Records for the exercise:
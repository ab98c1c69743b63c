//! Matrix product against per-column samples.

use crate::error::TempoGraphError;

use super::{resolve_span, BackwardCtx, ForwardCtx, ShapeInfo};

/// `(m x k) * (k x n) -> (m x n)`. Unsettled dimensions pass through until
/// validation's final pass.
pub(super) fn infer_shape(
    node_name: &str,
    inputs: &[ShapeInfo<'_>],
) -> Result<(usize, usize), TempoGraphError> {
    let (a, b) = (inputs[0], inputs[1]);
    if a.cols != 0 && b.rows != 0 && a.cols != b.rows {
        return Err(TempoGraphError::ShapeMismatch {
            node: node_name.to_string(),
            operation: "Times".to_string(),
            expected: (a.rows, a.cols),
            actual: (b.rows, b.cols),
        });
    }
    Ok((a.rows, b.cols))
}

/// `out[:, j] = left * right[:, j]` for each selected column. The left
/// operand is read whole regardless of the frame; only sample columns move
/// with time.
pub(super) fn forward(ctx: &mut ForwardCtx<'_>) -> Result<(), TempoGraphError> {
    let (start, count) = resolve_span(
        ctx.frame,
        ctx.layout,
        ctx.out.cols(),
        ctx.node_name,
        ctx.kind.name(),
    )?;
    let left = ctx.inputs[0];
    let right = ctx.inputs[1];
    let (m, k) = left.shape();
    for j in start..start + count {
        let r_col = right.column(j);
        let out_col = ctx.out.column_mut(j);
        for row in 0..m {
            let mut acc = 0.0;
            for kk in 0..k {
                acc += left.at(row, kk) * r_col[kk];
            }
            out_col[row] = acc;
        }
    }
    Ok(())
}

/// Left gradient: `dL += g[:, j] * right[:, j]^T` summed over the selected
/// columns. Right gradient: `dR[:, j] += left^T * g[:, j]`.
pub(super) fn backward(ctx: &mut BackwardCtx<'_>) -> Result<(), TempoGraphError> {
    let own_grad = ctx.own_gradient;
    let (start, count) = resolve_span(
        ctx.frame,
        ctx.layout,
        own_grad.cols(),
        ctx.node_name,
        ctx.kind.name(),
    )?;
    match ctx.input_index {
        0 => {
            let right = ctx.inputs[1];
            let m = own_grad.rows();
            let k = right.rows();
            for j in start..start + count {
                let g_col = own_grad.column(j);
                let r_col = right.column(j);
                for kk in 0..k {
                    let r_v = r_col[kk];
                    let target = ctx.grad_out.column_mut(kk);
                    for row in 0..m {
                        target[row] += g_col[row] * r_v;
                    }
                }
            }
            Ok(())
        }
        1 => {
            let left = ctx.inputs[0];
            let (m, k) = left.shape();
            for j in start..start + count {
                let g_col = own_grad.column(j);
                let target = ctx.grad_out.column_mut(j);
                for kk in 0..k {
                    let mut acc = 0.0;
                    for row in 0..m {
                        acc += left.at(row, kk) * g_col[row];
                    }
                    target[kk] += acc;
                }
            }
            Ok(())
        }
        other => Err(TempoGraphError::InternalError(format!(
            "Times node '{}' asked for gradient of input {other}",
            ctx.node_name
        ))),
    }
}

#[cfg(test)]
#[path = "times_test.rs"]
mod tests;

What you need to do:
Each record is to be reproduced exactly as it appears.

Output below:
repository ab98c1c69743b63c
//! Matrix product against per-column samples.

use crate::error::TempoGraphError;

use super::{resolve_span, BackwardCtx, ForwardCtx, ShapeInfo};

/// `(m x k) * (k x n) -> (m x n)`. Unsettled dimensions pass through until
/// validation's final pass.
pub(super) fn infer_shape(
    node_name: &str,
    inputs: &[ShapeInfo<'_>],
) -> Result<(usize, usize), TempoGraphError> {
    let (a, b) = (inputs[0], inputs[1]);
    if a.cols != 0 && b.rows != 0 && a.cols != b.rows {
        return Err(TempoGraphError::ShapeMismatch {
            node: node_name.to_string(),
            operation: "Times".to_string(),
            expected: (a.rows, a.cols),
            actual: (b.rows, b.cols),
        });
    }
    Ok((a.rows, b.cols))
}

/// `out[:, j] = left * right[:, j]` for each selected column. The left
/// operand is read whole regardless of the frame; only sample columns move
/// with time.
pub(super) fn forward(ctx: &mut ForwardCtx<'_>) -> Result<(), TempoGraphError> {
    let (start, count) = resolve_span(
        ctx.frame,
        ctx.layout,
        ctx.out.cols(),
        ctx.node_name,
        ctx.kind.name(),
    )?;
    let left = ctx.inputs[0];
    let right = ctx.inputs[1];
    let (m, k) = left.shape();
    for j in start..start + count {
        let r_col = right.column(j);
        let out_col = ctx.out.column_mut(j);
        for row in 0..m {
            let mut acc = 0.0;
            for kk in 0..k {
                acc += left.at(row, kk) * r_col[kk];
            }
            out_col[row] = acc;
        }
    }
    Ok(())
}

/// Left gradient: `dL += g[:, j] * right[:, j]^T` summed over the selected
/// columns. Right gradient: `dR[:, j] += left^T * g[:, j]`.
pub(super) fn backward(ctx: &mut BackwardCtx<'_>) -> Result<(), TempoGraphError> {
    let own_grad = ctx.own_gradient;
    let (start, count) = resolve_span(
        ctx.frame,
        ctx.layout,
        own_grad.cols(),
        ctx.node_name,
        ctx.kind.name(),
    )?;
    match ctx.input_index {
        0 => {
            let right = ctx.inputs[1];
            let m = own_grad.rows();
            let k = right.rows();
            for j in start..start + count {
                let g_col = own_grad.column(j);
                let r_col = right.column(j);
                for kk in 0..k {
                    let r_v = r_col[kk];
                    let target = ctx.grad_out.column_mut(kk);
                    for row in 0..m {
                        target[row] += g_col[row] * r_v;
                    }
                }
            }
            Ok(())
        }
        1 => {
            let left = ctx.inputs[0];
            let (m, k) = left.shape();
            for j in start..start + count {
                let g_col = own_grad.column(j);
                let target = ctx.grad_out.column_mut(j);
                for kk in 0..k {
                    let mut acc = 0.0;
                    for row in 0..m {
                        acc += left.at(row, kk) * g_col[row];
                    }
                    target[kk] += acc;
                }
            }
            Ok(())
        }
        other => Err(TempoGraphError::InternalError(format!(
            "Times node '{}' asked for gradient of input {other}",
            ctx.node_name
        ))),
    }
}

#[cfg(test)]
#[path = "times_test.rs"]
mod tests;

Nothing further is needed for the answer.